(Record excerpts begins)

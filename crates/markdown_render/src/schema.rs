use std::collections::{BTreeMap, BTreeSet};
use std::sync::LazyLock;

pub const ANY_TAG: &str = "*";

#[derive(Debug, Clone, Default, PartialEq, Eq)]
pub struct Schema {
    pub tag_names: BTreeSet<String>,
    pub attributes: BTreeMap<String, BTreeSet<String>>,
    pub protocols: BTreeMap<String, BTreeSet<String>>,
    pub required: BTreeMap<String, Vec<(String, String)>>,
    pub strip: BTreeSet<String>,
    pub clobber: BTreeSet<String>,
    pub clobber_prefix: String,
}

#[derive(Debug, Clone, Copy, Default)]
pub struct SchemaExtension<'a> {
    pub tag_names: &'a [&'a str],
    pub global_attributes: &'a [&'a str],
    pub attributes: &'a [(&'a str, &'a [&'a str])],
}

const BASE_TAG_ATTRIBUTES: &[(&str, &[&str])] = &[
    ("a", &["href"]),
    ("blockquote", &["cite"]),
    ("del", &["cite"]),
    ("img", &["src", "longdesc"]),
    ("input", &["checked", "disabled", "type"]),
    ("ins", &["cite"]),
    ("li", &["class"]),
    ("ol", &["class", "start"]),
    ("ul", &["class"]),
    ("q", &["cite"]),
];

fn set(items: &[&str]) -> BTreeSet<String> {
    items.iter().map(|item| item.to_string()).collect()
}

impl Schema {
    pub fn github_default() -> Self {
        let tag_names = set(&[
            "a", "b", "blockquote", "br", "code", "dd", "del", "details", "div", "dl", "dt", "em",
            "h1", "h2", "h3", "h4", "h5", "h6", "hr", "i", "img", "input", "ins", "kbd", "li",
            "ol", "p", "pre", "q", "rp", "rt", "ruby", "s", "samp", "section", "span", "strike",
            "strong", "sub", "summary", "sup", "table", "tbody", "td", "tfoot", "th", "thead",
            "tr", "tt", "ul", "var",
        ]);

        let mut attributes = BTreeMap::new();
        attributes.insert(
            ANY_TAG.to_string(),
            set(&[
                "abbr", "align", "alt", "aria-describedby", "aria-labelledby", "border",
                "cellpadding", "cellspacing", "colspan", "dir", "headers", "height", "hreflang",
                "id", "label", "lang", "name", "open", "rowspan", "scope", "span", "start",
                "summary", "tabindex", "title", "valign", "width",
            ]),
        );
        for (tag, attrs) in BASE_TAG_ATTRIBUTES {
            attributes.insert(tag.to_string(), set(attrs));
        }

        let mut protocols = BTreeMap::new();
        protocols.insert(
            "href".to_string(),
            set(&["http", "https", "mailto", "xmpp", "irc", "ircs"]),
        );
        for attr in ["src", "cite", "longdesc"] {
            protocols.insert(attr.to_string(), set(&["http", "https"]));
        }

        let mut required = BTreeMap::new();
        required.insert(
            "input".to_string(),
            vec![
                ("type".to_string(), "checkbox".to_string()),
                ("disabled".to_string(), String::new()),
            ],
        );

        Self {
            tag_names,
            attributes,
            protocols,
            required,
            strip: set(&[
                "script", "style", "iframe", "object", "embed", "noscript", "template", "textarea",
                "title",
            ]),
            clobber: set(&["id", "name"]),
            clobber_prefix: "user-content-".to_string(),
        }
    }

    /// Union of `self` and `extension`; nothing already allowed is removed and
    /// protocol, strip and clobber rules are carried over unchanged.
    pub fn merged(&self, extension: &SchemaExtension<'_>) -> Schema {
        let mut merged = self.clone();
        merged
            .tag_names
            .extend(extension.tag_names.iter().map(|tag| tag.to_string()));
        merged
            .attributes
            .entry(ANY_TAG.to_string())
            .or_default()
            .extend(extension.global_attributes.iter().map(|attr| attr.to_string()));
        for (tag, attrs) in extension.attributes {
            merged
                .attributes
                .entry(tag.to_string())
                .or_default()
                .extend(attrs.iter().map(|attr| attr.to_string()));
        }
        merged
    }

    pub fn allows_tag(&self, tag: &str) -> bool {
        self.tag_names.contains(tag)
    }

    pub fn allows_attribute(&self, tag: &str, attribute: &str) -> bool {
        [tag, ANY_TAG].iter().any(|key| {
            self.attributes
                .get(*key)
                .is_some_and(|allowed| allowed.contains(attribute))
        })
    }
}

const SVG_ATTRIBUTES: &[&str] = &[
    "xmlns",
    "width",
    "height",
    "viewBox",
    "fill",
    "stroke",
    "stroke-width",
    "stroke-linecap",
    "stroke-linejoin",
];

pub const RENDER_EXTENSION: SchemaExtension<'static> = SchemaExtension {
    tag_names: &[
        "div", "span", "pre", "code", "table", "thead", "tbody", "tr", "th", "td", "ul", "ol",
        "li", "blockquote", "hr", "br", "button", "svg", "path", "rect", "line", "img", "input",
        "h1", "h2", "h3", "h4", "h5", "h6", "math", "semantics", "annotation", "mrow", "mi", "mo",
        "mn", "msup", "msub", "msubsup", "mfrac", "msqrt", "mtext", "mspace", "munder", "mover",
        "munderover", "mtable", "mtr", "mtd", "mlabeledtr",
    ],
    global_attributes: &["class", "style", "aria-hidden", "aria-label", "role"],
    attributes: &[
        ("a", &["href", "title", "target", "rel"]),
        ("code", &["class", "data-code-id"]),
        ("div", &["data-block-id"]),
        ("button", &["type", "title", "data-code-id"]),
        ("svg", SVG_ATTRIBUTES),
        ("rect", &["width", "height", "x", "y", "rx", "ry"]),
        ("path", &["d"]),
        ("line", &["x1", "y1", "x2", "y2"]),
        (
            "img",
            &[
                "src",
                "alt",
                "title",
                "width",
                "height",
                "data-fallback",
                "loading",
                "decoding",
                "referrerpolicy",
            ],
        ),
        ("math", &["xmlns", "display"]),
        ("annotation", &["encoding"]),
        ("mi", &["mathvariant"]),
        ("mo", &["mathvariant"]),
        ("mn", &["mathvariant"]),
        ("mtext", &["mathvariant"]),
    ],
};

pub static SANITIZE_SCHEMA: LazyLock<Schema> =
    LazyLock::new(|| Schema::github_default().merged(&RENDER_EXTENSION));

#[cfg(test)]
mod tests {
    use super::*;

    #[test]
    fn merge_is_a_union() {
        let base = Schema::github_default();
        let merged = base.merged(&SchemaExtension {
            tag_names: &["button", "a"],
            global_attributes: &["class"],
            attributes: &[("a", &["target"]), ("button", &["type"])],
        });

        assert!(base.tag_names.is_subset(&merged.tag_names));
        assert!(merged.allows_tag("button"));
        assert_eq!(
            merged.tag_names.len(),
            base.tag_names.len() + 1,
            "duplicates collapse"
        );
        assert!(merged.allows_attribute("a", "href"));
        assert!(merged.allows_attribute("a", "target"));
        assert!(merged.allows_attribute("p", "class"));
        assert!(!base.allows_attribute("button", "type"));
        assert_eq!(merged.protocols, base.protocols);
        assert_eq!(merged.strip, base.strip);
    }

    #[test]
    fn render_policy_covers_transform_output_but_not_handlers() {
        let schema = &*SANITIZE_SCHEMA;
        for tag in ["button", "svg", "math", "annotation", "msup", "line"] {
            assert!(schema.allows_tag(tag), "{tag}");
        }
        assert!(!schema.allows_tag("script"));
        assert!(!schema.allows_tag("iframe"));
        assert!(schema.allows_attribute("code", "data-code-id"));
        assert!(schema.allows_attribute("img", "data-fallback"));
        assert!(schema.allows_attribute("span", "aria-hidden"));
        assert!(!schema.allows_attribute("img", "onerror"));
        assert!(!schema.allows_attribute("a", "onclick"));
    }
}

(Record excerpts ends)

Your assignment :: Filter the lines above, keeping and copying those that contain "style".

Completed task ::
                "script", "style", "iframe", "object", "embed", "noscript", "template", "textarea",
    global_attributes: &["class", "style", "aria-hidden", "aria-label", "role"],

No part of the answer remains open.